Crédit photo Lydie Colders

Dans son enquête « Aux bons soins du capitalisme », la sociologue Scarlett Salman critique l’usage du coaching en entreprise. En « transférant la responsabilité de l’entreprise vers l’individu », cet outil serait emblématique du néolibéralisme.

Le coaching individuel symbolise-t-il un capitalisme à visage humain ? Ou témoigne-t-il d’un libéralisme captant la subjectivité des managers ? Au nom « du bien-être », les critiques pleuvent depuis vingt ans sur cet accompagnement des cadres supérieurs. Mais qu’en est-il en pratique ? Explorant « ce tournant personnel du capitalisme », (l’individu « entrepreneur de soi »), cette longue enquête de la sociologue Scarlett Salman sonde les ambivalences du coaching, à partir d’exemples concrets. Son livre, riche en entretiens (elle a interviewé 80 coachs, DRH et cadres) interroge son utilisation dans les grands groupes. Pourquoi un DRH, voire un patron « prescrit-il » un coaching ? Comment s’exerce-t-il ? Quels sont ses effets sur l’attitude des cadres ? En plongeant au cœur du sujet, la chercheuse démontre une recherche de performance individuelle déguisée, occultant « les contradictions organisationnelles ».

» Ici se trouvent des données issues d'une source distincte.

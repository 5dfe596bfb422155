use std::io::{self, Write};
use std::time::Instant;

use tracing::info;

use crate::error::Result;
use crate::{activity, loader, RunConfig};

pub fn analyze_cookie_log(config: &RunConfig) -> Result<Vec<String>> {
    let total_start_time = Instant::now();
    info!(
        action = "start",
        component = "analysis",
        source_count = config.sources.len(),
        target_date = %config.target_date,
        "Starting cookie log analysis"
    );

    let entries = loader::load_all(&config.sources)?;
    let most_active = activity::find_most_active(&entries, &config.target_date);

    info!(
        action = "complete",
        component = "analysis",
        result_count = most_active.len(),
        duration_ms = total_start_time.elapsed().as_millis(),
        "Analysis completed successfully"
    );
    Ok(most_active)
}

/// Writes one cookie per line.
pub fn print_most_active<W: Write>(out: &mut W, cookies: &[String]) -> io::Result<()> {
    for cookie in cookies {
        writeln!(out, "{cookie}")?;
    }
    out.flush()
}
use std::fmt;
use std::fs;
use std::path::PathBuf;
use std::str::FromStr;
use std::time::Instant;

use tracing::info;
use url::Url;

use crate::error::{Error, FormatError, Result};

/// Anything a cookie log can be read from.
pub trait TextSource {
    /// Reads the whole source into memory.
    fn open_as_text(&self) -> Result<String>;

    /// Name used in log events and error messages.
    fn name(&self) -> String;
}

#[derive(Debug, Clone, PartialEq, Eq)]
pub enum LogSource {
    LocalFile(PathBuf),
    RemoteUrl(Url),
}

impl FromStr for LogSource {
    type Err = String;

    fn from_str(s: &str) -> Result<Self, Self::Err> {
        let s = s.trim();
        if s.is_empty() {
            return Err("empty log source".to_string());
        }
        if s.starts_with("http://") || s.starts_with("https://") {
            Url::parse(s)
                .map(LogSource::RemoteUrl)
                .map_err(|e| format!("invalid URL '{s}': {e}"))
        } else {
            Ok(LogSource::LocalFile(PathBuf::from(s)))
        }
    }
}

impl fmt::Display for LogSource {
    fn fmt(&self, f: &mut fmt::Formatter<'_>) -> fmt::Result {
        match self {
            LogSource::LocalFile(path) => write!(f, "{}", path.display()),
            LogSource::RemoteUrl(url) => write!(f, "{url}"),
        }
    }
}

impl TextSource for LogSource {
    fn open_as_text(&self) -> Result<String> {
        let start_time = Instant::now();
        let text = match self {
            LogSource::LocalFile(path) => {
                info!(action = "read", component = "local_source", file_path = ?path, "Reading log file");
                fs::read_to_string(path).map_err(|source| Error::Io {
                    path: path.clone(),
                    source,
                })?
            }
            LogSource::RemoteUrl(url) => fetch_remote(url)?,
        };

        info!(
            action = "complete",
            component = "log_source",
            source = %self,
            bytes = text.len(),
            duration_ms = start_time.elapsed().as_millis(),
            "Log source read"
        );
        Ok(text)
    }

    fn name(&self) -> String {
        self.to_string()
    }
}

fn fetch_remote(url: &Url) -> Result<String> {
    info!(action = "fetch", component = "remote_source", url = %url, "Fetching remote log file");

    let network_error = |source| Error::Network {
        url: url.to_string(),
        source,
    };

    let response = reqwest::blocking::get(url.as_str()).map_err(network_error)?;
    let status = response.status();
    if !status.is_success() {
        return Err(FormatError::Fetch {
            url: url.to_string(),
            status: status.as_u16(),
        }
        .into());
    }

    response.text().map_err(network_error)
}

Une approche « productiviste »

Prise de poste, nouvelles responsabilités, « les cadres se voient le plus souvent prescrire un coaching pour modifier leur comportement et leurs relations avec leurs collaborateurs ». Mais la sociologue relève que « les enjeux temporels » (sentiment d’urgence, « d’un trop-plein » débordant sur sa vie privée) sont aussi traités dans cet accompagnement. Au travers d’exemples de managers débordés, (comme ce directeur régional dans l’assurance dont l’activité s’agrandit suite à une fusion), elle pointe un coaching visant alors « l’optimisation de soi » par diverses techniques (planifier son temps, revenir au sens du métier). Une aide appréciée des cadres pour « reprendre prise sur le flux de leurs activités ». Problème : cette injonction douce relève pour elle « d’une hygiène individuelle » visant en réalité l’engagement. Le coaching « alourdit la responsabilité morale du cadre » éludant celle de l’entreprise, dans un travail multitâche, envahi par le numérique.

Règne de l’autocontrôle

Dans la seconde partie, Scarlett Salman explore la duperie du coaching plus psychologique utilisé pour améliorer les relations de travail, symbole « d’une rhétorique managériale » à l’œuvre. Cadre à haut potentiel manquant de diplomatie, manager jugé trop exigeant ou en conflit avec sa direction sont alors invités « à travailler sur eux » pour changer de comportement. Croisant témoignages et analyse, Scarlett Salman fustige un accompagnement favorisant « une logique d’autodiscipline », « un polissage des interactions ». Et qui peut aussi « sonner comme un rappel à l’ordre » masqué en cas de conflit. Là aussi, cet outil renforce l’idée « que les problèmes de communication ou de tensions professionnelles sont imputables à la personnalité de l’individu », sans sonder le collectif. Dans sa critique d’un capitalisme érigeant « la personne en projet », la sociologue illustre finement que le coaching joue finalement « un rôle conservateur du système en place ». Une forme d’instrumentalisation, en somme.

Aux bons soins du capitalisme. Le coaching en entreprise,

Scarlett Salman, Éd. Presses de Sciences Po, 320 pages, 25 euros.